=== Try it ===
Print exactly what the entries say, line by line, from the first line down to the one with "fn cmp(&self, other: &Self)", inclusive.

=== Source material ===
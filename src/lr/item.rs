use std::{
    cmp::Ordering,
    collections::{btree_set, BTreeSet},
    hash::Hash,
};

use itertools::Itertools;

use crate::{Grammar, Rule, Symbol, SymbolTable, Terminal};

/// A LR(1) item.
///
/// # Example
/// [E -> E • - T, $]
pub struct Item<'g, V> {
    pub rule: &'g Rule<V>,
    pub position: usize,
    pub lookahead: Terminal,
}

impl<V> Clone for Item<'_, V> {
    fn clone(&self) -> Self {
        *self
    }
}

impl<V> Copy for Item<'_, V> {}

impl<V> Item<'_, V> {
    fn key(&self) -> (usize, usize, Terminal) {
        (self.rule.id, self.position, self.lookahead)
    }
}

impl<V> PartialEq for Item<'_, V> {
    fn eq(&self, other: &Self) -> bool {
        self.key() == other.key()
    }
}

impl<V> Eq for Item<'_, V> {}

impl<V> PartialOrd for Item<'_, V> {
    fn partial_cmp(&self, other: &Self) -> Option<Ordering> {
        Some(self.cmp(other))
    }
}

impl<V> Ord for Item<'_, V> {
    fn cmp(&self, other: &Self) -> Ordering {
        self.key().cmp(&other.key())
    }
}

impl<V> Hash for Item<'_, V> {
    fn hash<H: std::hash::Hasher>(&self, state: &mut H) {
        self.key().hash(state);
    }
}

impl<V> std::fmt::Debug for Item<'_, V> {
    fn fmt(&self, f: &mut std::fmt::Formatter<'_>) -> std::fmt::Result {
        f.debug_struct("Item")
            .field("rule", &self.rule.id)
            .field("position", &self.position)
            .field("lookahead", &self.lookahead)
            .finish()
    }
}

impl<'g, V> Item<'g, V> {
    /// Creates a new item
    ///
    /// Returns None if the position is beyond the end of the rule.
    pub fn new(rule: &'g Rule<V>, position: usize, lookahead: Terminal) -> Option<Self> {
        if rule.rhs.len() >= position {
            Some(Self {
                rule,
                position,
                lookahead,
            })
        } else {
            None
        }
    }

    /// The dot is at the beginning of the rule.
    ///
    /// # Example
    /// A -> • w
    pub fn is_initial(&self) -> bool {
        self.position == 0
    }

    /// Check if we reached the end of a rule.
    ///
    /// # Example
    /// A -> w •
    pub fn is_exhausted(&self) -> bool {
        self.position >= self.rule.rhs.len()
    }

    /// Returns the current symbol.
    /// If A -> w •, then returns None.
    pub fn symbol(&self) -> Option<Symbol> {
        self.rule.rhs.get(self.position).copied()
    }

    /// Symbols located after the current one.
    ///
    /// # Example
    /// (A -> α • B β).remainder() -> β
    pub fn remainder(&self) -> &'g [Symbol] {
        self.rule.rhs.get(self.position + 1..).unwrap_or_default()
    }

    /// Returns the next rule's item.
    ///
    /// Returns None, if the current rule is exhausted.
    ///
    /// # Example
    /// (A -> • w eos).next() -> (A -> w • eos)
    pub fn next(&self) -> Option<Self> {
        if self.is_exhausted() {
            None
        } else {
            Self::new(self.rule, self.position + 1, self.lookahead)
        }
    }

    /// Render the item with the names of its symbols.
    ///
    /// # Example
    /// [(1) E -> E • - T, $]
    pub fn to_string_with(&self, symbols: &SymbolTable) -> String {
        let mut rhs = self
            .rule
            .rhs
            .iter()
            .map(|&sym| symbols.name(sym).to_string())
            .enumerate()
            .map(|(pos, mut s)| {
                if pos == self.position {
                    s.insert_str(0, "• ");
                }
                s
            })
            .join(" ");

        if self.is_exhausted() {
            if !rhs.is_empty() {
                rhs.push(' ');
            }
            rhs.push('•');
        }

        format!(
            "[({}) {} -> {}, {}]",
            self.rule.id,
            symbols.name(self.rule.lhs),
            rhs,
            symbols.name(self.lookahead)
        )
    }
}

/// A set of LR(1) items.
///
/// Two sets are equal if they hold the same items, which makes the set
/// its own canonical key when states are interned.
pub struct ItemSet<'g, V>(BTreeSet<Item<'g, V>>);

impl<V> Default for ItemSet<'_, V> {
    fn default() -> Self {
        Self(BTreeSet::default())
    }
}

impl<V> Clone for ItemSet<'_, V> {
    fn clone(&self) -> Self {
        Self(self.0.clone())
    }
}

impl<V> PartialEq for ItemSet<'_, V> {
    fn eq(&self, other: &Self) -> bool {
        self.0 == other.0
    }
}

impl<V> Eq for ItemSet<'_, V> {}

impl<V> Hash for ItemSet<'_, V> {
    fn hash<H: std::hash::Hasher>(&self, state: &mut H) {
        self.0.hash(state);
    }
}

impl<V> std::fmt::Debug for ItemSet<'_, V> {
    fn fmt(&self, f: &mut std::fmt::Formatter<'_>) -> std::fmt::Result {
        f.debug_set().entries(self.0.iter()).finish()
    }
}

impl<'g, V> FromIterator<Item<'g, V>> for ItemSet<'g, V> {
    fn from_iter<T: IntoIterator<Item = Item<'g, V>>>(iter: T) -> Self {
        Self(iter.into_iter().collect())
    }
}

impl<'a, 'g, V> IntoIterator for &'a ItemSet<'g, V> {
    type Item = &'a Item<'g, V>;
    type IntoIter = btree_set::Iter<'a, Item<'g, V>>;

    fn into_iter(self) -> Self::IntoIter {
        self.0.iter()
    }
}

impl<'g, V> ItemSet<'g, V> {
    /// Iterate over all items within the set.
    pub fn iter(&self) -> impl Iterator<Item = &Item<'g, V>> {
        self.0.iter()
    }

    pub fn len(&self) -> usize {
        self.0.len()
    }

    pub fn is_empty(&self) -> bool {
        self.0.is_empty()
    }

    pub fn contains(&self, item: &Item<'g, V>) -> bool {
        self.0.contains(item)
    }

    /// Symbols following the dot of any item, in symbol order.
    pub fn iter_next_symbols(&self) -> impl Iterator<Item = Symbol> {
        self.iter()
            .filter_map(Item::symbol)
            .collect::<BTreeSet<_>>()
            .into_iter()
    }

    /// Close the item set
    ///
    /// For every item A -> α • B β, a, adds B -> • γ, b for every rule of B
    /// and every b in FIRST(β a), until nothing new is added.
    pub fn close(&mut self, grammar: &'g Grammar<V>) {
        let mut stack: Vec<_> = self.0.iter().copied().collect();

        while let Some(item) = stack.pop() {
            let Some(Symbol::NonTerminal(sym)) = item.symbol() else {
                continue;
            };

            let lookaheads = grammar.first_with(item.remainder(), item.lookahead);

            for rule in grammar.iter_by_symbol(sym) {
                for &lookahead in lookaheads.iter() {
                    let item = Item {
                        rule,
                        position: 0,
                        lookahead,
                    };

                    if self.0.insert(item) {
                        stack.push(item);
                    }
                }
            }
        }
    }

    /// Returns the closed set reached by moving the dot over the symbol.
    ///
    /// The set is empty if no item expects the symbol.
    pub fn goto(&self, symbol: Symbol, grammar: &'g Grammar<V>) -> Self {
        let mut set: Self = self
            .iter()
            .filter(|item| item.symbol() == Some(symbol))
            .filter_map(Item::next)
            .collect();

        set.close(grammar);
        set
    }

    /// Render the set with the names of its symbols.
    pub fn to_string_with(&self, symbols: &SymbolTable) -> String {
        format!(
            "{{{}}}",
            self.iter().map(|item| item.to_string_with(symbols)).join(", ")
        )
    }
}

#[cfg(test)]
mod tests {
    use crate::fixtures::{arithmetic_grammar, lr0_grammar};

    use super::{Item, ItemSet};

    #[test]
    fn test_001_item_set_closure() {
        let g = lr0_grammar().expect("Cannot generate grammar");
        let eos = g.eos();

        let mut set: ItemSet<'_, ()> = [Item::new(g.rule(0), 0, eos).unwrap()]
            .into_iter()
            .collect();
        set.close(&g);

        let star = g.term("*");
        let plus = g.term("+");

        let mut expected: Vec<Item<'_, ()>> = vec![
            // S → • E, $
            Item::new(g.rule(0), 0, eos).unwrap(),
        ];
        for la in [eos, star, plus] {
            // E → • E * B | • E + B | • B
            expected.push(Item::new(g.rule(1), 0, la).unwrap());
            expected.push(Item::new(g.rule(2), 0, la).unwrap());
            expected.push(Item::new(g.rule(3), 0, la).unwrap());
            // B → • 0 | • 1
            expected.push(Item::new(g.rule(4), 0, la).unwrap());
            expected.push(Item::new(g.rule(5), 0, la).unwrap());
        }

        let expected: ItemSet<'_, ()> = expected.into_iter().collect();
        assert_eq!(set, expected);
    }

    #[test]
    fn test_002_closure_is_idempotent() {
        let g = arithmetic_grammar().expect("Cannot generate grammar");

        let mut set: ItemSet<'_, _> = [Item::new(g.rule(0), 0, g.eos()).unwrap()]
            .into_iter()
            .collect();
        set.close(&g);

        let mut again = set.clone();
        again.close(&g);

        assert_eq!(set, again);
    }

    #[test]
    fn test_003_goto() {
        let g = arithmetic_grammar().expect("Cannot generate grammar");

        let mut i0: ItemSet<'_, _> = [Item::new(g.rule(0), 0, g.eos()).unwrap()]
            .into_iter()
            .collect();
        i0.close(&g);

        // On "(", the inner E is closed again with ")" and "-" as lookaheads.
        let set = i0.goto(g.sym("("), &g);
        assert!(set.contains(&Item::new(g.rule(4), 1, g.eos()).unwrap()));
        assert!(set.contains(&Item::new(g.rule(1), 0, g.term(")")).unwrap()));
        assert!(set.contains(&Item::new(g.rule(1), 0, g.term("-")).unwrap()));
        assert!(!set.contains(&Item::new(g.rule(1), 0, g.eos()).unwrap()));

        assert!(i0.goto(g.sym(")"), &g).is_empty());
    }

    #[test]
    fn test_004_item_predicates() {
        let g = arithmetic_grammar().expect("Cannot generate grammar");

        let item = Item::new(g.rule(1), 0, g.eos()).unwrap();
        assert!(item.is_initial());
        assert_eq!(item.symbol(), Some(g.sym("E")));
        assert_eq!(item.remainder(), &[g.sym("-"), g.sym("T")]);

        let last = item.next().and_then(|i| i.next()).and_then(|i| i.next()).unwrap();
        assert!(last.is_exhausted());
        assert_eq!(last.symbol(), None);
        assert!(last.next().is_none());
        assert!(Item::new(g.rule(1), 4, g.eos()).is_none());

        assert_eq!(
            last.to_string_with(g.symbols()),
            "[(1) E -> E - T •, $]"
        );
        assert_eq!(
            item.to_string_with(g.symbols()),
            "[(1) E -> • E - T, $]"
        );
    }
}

=== Output of the exercise ===
filename src/lr/item.rs
use std::{
    cmp::Ordering,
    collections::{btree_set, BTreeSet},
    hash::Hash,
};

use itertools::Itertools;

use crate::{Grammar, Rule, Symbol, SymbolTable, Terminal};

/// A LR(1) item.
///
/// # Example
/// [E -> E • - T, $]
pub struct Item<'g, V> {
    pub rule: &'g Rule<V>,
    pub position: usize,
    pub lookahead: Terminal,
}

impl<V> Clone for Item<'_, V> {
    fn clone(&self) -> Self {
        *self
    }
}

impl<V> Copy for Item<'_, V> {}

impl<V> Item<'_, V> {
    fn key(&self) -> (usize, usize, Terminal) {
        (self.rule.id, self.position, self.lookahead)
    }
}

impl<V> PartialEq for Item<'_, V> {
    fn eq(&self, other: &Self) -> bool {
        self.key() == other.key()
    }
}

impl<V> Eq for Item<'_, V> {}

impl<V> PartialOrd for Item<'_, V> {
    fn partial_cmp(&self, other: &Self) -> Option<Ordering> {
        Some(self.cmp(other))
    }
}

impl<V> Ord for Item<'_, V> {
    fn cmp(&self, other: &Self) -> Ordering {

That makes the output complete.